#### YOUR INSTRUCTIONS:
Which lines below contain the word "LlmError"? Copy each of them.

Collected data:
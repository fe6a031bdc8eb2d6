//! OpenAI 兼容 API 客户端
//!
//! 通过 async_openai 调用任意 OpenAI 兼容端点（可配置 base_url）；默认指向本地 Ollama 的 /v1 端点。

use std::sync::atomic::{AtomicU64, Ordering};
use std::sync::Arc;

use async_openai::config::OpenAIConfig;
use async_openai::types::chat::{
    ChatCompletionRequestAssistantMessageArgs, ChatCompletionRequestMessage,
    ChatCompletionRequestSystemMessageArgs, ChatCompletionRequestUserMessageArgs,
    CreateChatCompletionRequestArgs,
};
use async_openai::Client;
use async_trait::async_trait;

use crate::llm::{LlmClient, LlmError};
use crate::memory::{Message, Role};

/// Token 使用统计（累计值）
#[derive(Debug, Clone, Default)]
pub struct TokenUsage {
    pub prompt_tokens: Arc<AtomicU64>,
    pub completion_tokens: Arc<AtomicU64>,
}

impl TokenUsage {
    pub fn add(&self, prompt: u64, completion: u64) {
        self.prompt_tokens.fetch_add(prompt, Ordering::Relaxed);
        self.completion_tokens.fetch_add(completion, Ordering::Relaxed);
    }

    /// (prompt, completion, total)
    pub fn get(&self) -> (u64, u64, u64) {
        let p = self.prompt_tokens.load(Ordering::Relaxed);
        let c = self.completion_tokens.load(Ordering::Relaxed);
        (p, c, p + c)
    }
}

/// OpenAI 兼容客户端：持有 Client、model 名与采样温度
pub struct OpenAiClient {
    client: Client<OpenAIConfig>,
    model: String,
    temperature: f32,
    pub usage: TokenUsage,
}

impl OpenAiClient {
    pub fn new(base_url: Option<&str>, model: &str, api_key: Option<&str>) -> Self {
        // Ollama 不校验 key，但 async_openai 需要一个值
        let api_key = api_key
            .map(String::from)
            .or_else(|| std::env::var("OPENAI_API_KEY").ok())
            .unwrap_or_else(|| "ollama".to_string());

        let config = match base_url {
            Some(url) => OpenAIConfig::new().with_api_base(url).with_api_key(api_key),
            None => OpenAIConfig::new().with_api_key(api_key),
        };

        Self {
            client: Client::with_config(config),
            model: model.to_string(),
            temperature: 0.1,
            usage: TokenUsage::default(),
        }
    }

    pub fn with_temperature(mut self, temperature: f32) -> Self {
        self.temperature = temperature;
        self
    }

    fn to_openai_messages(
        &self,
        messages: &[Message],
    ) -> Result<Vec<ChatCompletionRequestMessage>, LlmError> {
        let build_err = |e: async_openai::error::OpenAIError| LlmError::Request(e.to_string());
        messages
            .iter()
            .map(|m| -> Result<ChatCompletionRequestMessage, LlmError> {
                Ok(match m.role {
                    Role::System => ChatCompletionRequestMessage::System(
                        ChatCompletionRequestSystemMessageArgs::default()
                            .content(m.content.clone())
                            .build()
                            .map_err(build_err)?,
                    ),
                    Role::User => ChatCompletionRequestMessage::User(
                        ChatCompletionRequestUserMessageArgs::default()
                            .content(m.content.clone())
                            .build()
                            .map_err(build_err)?,
                    ),
                    // 作者名拼进正文，后续轮次的模型才能看出是谁说的
                    Role::Assistant => {
                        let content = match &m.author {
                            Some(author) => format!("[{author}] {}", m.content),
                            None => m.content.clone(),
                        };
                        ChatCompletionRequestMessage::Assistant(
                            ChatCompletionRequestAssistantMessageArgs::default()
                                .content(content)
                                .build()
                                .map_err(build_err)?,
                        )
                    }
                })
            })
            .collect()
    }
}

#[async_trait]
impl LlmClient for OpenAiClient {
    async fn complete(&self, messages: &[Message]) -> Result<String, LlmError> {
        let request = CreateChatCompletionRequestArgs::default()
            .model(&self.model)
            .temperature(self.temperature)
            .messages(self.to_openai_messages(messages)?)
            .build()
            .map_err(|e| LlmError::Request(e.to_string()))?;

        let response = self
            .client
            .chat()
            .create(request)
            .await
            .map_err(|e| LlmError::Request(e.to_string()))?;

        if let Some(usage) = &response.usage {
            self.usage
                .add(usage.prompt_tokens as u64, usage.completion_tokens as u64);
        }

        response
            .choices
            .first()
            .and_then(|c| c.message.content.clone())
            .ok_or(LlmError::EmptyResponse)
    }

    fn model_name(&self) -> &str {
        &self.model
    }
}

#### SOLUTION:
use crate::llm::{LlmClient, LlmError};
    ) -> Result<Vec<ChatCompletionRequestMessage>, LlmError> {
        let build_err = |e: async_openai::error::OpenAIError| LlmError::Request(e.to_string());
            .map(|m| -> Result<ChatCompletionRequestMessage, LlmError> {
    async fn complete(&self, messages: &[Message]) -> Result<String, LlmError> {
            .map_err(|e| LlmError::Request(e.to_string()))?;
            .map_err(|e| LlmError::Request(e.to_string()))?;
            .ok_or(LlmError::EmptyResponse)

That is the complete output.